-------- Data section --------
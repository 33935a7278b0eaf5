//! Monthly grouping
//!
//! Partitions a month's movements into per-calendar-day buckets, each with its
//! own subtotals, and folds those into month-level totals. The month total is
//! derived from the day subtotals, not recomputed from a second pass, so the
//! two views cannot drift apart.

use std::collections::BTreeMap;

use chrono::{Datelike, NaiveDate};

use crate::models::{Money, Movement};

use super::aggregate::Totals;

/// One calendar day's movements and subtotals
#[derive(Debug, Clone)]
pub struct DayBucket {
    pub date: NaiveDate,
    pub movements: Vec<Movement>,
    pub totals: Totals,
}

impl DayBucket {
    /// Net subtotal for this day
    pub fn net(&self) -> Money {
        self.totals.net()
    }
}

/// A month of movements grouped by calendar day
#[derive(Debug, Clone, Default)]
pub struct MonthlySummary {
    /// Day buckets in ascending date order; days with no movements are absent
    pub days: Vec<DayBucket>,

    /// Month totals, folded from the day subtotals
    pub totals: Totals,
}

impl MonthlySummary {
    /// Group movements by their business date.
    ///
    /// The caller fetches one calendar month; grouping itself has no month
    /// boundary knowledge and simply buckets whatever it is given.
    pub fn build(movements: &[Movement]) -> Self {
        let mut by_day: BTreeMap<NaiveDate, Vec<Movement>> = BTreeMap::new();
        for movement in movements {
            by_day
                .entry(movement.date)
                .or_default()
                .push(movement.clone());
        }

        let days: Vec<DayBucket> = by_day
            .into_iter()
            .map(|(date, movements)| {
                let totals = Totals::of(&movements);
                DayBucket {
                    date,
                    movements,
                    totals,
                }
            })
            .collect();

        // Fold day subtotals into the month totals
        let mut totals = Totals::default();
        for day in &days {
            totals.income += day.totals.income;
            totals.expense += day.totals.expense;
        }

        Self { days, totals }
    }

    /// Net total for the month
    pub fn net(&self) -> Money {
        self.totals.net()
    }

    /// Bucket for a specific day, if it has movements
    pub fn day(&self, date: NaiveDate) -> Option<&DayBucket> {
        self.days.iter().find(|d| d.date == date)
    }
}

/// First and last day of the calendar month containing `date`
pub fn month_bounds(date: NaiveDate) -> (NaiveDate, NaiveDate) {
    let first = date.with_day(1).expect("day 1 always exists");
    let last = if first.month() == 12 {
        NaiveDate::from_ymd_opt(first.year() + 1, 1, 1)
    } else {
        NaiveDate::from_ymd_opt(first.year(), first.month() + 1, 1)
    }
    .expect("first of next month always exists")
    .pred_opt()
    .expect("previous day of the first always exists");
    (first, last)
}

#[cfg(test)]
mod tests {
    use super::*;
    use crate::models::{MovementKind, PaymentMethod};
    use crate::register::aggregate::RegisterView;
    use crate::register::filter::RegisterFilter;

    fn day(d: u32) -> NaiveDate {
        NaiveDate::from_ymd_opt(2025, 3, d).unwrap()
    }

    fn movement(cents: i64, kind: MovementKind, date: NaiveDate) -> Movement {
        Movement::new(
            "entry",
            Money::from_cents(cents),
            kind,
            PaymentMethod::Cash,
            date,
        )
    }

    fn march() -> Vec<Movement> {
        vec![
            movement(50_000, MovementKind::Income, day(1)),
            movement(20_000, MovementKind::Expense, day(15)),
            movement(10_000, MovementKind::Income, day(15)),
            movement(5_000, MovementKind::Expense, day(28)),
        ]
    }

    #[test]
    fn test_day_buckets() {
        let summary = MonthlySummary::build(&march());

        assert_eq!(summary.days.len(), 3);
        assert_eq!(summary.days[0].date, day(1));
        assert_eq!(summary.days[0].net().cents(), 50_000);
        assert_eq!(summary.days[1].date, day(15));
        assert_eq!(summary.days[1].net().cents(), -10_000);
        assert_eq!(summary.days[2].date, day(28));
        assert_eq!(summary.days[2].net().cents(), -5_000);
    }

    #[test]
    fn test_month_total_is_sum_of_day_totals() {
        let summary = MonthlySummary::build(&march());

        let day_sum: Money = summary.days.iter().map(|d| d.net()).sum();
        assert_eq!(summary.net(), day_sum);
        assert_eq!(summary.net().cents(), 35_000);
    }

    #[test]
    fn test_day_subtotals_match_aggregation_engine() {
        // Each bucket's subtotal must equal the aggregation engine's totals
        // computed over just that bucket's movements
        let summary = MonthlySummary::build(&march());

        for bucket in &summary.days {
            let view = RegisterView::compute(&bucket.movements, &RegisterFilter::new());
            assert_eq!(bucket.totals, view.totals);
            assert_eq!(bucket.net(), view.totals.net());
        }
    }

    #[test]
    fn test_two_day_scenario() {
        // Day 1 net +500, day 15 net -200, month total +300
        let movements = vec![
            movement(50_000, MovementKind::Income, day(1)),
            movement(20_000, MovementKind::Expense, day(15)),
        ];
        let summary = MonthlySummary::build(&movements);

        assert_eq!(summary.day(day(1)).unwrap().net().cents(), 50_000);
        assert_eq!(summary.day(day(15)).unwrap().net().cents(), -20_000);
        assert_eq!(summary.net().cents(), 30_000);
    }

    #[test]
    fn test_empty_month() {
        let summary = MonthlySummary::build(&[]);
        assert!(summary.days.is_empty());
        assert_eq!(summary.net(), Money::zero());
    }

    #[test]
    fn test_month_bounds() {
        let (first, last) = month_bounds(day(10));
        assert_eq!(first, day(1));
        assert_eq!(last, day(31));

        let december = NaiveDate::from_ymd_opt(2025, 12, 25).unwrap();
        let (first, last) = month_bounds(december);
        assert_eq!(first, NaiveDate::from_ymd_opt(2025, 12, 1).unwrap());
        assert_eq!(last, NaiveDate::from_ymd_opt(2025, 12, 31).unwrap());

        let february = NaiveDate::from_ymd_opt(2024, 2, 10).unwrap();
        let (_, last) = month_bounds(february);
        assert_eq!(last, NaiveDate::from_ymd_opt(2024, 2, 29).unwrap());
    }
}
--------
• _Problem_:
The expected answer is a copy of each line in the listing above that contains "MonthlySummary".

• _The completed task_:
pub struct MonthlySummary {
impl MonthlySummary {
        let summary = MonthlySummary::build(&march());
        let summary = MonthlySummary::build(&march());
        let summary = MonthlySummary::build(&march());
        let summary = MonthlySummary::build(&movements);
        let summary = MonthlySummary::build(&[]);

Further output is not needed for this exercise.